**DATASET**

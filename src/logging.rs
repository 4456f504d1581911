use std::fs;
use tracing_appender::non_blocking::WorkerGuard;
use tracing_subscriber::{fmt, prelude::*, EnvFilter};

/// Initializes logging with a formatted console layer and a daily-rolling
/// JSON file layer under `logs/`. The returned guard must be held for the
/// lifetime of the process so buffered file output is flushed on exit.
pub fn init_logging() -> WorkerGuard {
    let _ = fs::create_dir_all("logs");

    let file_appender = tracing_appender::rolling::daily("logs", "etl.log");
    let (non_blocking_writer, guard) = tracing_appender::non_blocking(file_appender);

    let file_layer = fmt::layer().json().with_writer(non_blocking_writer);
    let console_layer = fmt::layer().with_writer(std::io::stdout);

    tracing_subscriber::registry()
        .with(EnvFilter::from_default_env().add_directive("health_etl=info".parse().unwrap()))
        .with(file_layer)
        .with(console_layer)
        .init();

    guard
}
...
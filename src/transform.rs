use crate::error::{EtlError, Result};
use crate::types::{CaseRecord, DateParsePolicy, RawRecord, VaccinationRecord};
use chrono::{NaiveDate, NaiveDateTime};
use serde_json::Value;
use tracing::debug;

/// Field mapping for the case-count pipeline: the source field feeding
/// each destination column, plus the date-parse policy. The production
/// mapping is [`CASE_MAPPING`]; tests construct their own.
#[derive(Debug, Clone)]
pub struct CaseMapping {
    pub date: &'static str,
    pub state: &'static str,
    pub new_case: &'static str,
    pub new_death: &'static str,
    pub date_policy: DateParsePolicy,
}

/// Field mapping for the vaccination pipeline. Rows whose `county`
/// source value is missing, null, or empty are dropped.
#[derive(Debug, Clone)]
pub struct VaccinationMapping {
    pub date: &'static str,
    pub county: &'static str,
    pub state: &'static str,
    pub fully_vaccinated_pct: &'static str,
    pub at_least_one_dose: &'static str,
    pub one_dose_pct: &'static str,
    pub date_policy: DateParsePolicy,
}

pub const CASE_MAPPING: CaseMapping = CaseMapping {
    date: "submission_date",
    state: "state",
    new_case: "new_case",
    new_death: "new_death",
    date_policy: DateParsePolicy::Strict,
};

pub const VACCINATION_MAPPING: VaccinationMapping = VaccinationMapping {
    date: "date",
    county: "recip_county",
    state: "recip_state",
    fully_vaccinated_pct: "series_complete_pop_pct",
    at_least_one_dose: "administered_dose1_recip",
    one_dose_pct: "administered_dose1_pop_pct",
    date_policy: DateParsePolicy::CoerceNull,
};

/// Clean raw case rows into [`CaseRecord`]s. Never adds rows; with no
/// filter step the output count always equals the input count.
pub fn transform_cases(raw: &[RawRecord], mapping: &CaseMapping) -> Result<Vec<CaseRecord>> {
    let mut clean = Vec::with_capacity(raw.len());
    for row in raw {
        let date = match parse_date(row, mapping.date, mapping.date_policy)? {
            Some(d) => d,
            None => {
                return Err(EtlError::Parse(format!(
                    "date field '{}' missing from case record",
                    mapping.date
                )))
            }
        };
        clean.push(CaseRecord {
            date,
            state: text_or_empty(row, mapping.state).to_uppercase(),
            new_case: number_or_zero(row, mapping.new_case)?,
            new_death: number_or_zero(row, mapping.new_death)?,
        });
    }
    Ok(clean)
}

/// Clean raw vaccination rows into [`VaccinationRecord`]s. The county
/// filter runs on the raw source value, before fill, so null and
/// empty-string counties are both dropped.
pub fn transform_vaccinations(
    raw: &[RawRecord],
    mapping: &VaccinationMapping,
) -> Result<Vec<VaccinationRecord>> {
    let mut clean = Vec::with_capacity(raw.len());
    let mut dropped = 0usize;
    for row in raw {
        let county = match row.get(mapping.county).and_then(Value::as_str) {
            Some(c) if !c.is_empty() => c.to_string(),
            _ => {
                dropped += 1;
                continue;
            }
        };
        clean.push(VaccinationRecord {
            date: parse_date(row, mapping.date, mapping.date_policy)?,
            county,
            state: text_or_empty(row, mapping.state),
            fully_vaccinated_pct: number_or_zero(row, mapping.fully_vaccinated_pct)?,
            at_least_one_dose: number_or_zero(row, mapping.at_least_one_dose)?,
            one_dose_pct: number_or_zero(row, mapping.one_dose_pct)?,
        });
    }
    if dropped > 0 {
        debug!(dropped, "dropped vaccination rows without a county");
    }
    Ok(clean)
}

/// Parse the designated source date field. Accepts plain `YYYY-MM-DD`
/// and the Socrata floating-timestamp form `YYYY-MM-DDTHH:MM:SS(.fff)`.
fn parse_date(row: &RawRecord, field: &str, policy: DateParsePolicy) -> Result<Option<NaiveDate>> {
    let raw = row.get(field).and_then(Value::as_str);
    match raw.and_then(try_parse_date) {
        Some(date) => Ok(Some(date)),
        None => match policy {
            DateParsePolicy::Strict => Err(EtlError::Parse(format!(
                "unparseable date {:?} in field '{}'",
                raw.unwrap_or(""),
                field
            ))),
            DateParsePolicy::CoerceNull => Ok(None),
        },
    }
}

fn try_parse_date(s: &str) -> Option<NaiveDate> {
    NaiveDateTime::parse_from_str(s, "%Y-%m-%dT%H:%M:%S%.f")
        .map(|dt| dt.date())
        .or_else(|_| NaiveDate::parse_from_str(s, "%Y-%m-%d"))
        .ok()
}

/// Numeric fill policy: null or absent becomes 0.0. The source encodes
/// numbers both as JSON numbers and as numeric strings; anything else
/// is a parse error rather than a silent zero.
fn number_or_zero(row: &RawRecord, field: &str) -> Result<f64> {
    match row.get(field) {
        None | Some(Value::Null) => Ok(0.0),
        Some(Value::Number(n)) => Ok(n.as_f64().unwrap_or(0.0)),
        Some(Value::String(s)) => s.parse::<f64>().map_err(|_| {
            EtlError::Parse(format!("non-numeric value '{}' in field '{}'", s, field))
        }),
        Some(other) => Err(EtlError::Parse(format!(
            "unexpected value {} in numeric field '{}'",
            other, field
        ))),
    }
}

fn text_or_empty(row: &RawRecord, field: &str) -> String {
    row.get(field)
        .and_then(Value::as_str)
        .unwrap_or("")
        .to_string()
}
==
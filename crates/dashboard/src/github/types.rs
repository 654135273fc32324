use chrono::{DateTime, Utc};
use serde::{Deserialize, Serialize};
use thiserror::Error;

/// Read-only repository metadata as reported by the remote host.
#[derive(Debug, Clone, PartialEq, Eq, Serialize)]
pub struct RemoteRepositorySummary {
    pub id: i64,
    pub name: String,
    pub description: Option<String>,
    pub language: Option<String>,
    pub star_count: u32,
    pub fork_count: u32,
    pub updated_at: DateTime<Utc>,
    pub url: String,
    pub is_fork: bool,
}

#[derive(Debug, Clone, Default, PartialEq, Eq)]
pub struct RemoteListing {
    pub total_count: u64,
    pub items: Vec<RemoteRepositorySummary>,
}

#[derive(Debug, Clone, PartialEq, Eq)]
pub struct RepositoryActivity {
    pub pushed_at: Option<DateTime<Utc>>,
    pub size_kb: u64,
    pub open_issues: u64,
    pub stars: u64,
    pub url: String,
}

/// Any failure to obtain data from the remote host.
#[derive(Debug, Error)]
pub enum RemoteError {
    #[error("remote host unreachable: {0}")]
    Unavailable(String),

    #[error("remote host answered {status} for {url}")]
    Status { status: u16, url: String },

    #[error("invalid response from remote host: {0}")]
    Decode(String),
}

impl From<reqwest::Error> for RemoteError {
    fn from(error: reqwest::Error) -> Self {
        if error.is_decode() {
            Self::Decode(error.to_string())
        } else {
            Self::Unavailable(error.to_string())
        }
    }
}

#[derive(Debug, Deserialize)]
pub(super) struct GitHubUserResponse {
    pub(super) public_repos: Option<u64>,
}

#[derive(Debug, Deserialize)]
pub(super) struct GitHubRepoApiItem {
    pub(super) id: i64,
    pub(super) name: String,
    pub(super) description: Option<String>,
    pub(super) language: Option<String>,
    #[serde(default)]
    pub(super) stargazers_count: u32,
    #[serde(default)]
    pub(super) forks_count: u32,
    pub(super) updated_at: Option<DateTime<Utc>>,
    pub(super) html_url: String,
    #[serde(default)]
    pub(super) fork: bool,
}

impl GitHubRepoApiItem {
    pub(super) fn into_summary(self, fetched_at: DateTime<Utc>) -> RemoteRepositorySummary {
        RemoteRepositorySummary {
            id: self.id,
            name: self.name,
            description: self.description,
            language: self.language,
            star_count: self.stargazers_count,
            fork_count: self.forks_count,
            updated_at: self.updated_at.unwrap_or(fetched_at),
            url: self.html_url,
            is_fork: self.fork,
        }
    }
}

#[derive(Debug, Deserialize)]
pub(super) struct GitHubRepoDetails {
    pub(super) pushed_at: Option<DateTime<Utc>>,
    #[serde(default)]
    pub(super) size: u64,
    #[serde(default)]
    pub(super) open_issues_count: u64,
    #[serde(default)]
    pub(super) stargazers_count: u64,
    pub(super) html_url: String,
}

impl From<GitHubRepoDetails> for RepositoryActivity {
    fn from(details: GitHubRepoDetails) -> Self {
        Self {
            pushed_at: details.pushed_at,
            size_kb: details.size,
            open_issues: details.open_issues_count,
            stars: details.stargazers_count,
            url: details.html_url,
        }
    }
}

**BRIEF**
What is the number of lines in the records that hold the word "Option"? Answer with that number only.

**ANSWER SPACE**
10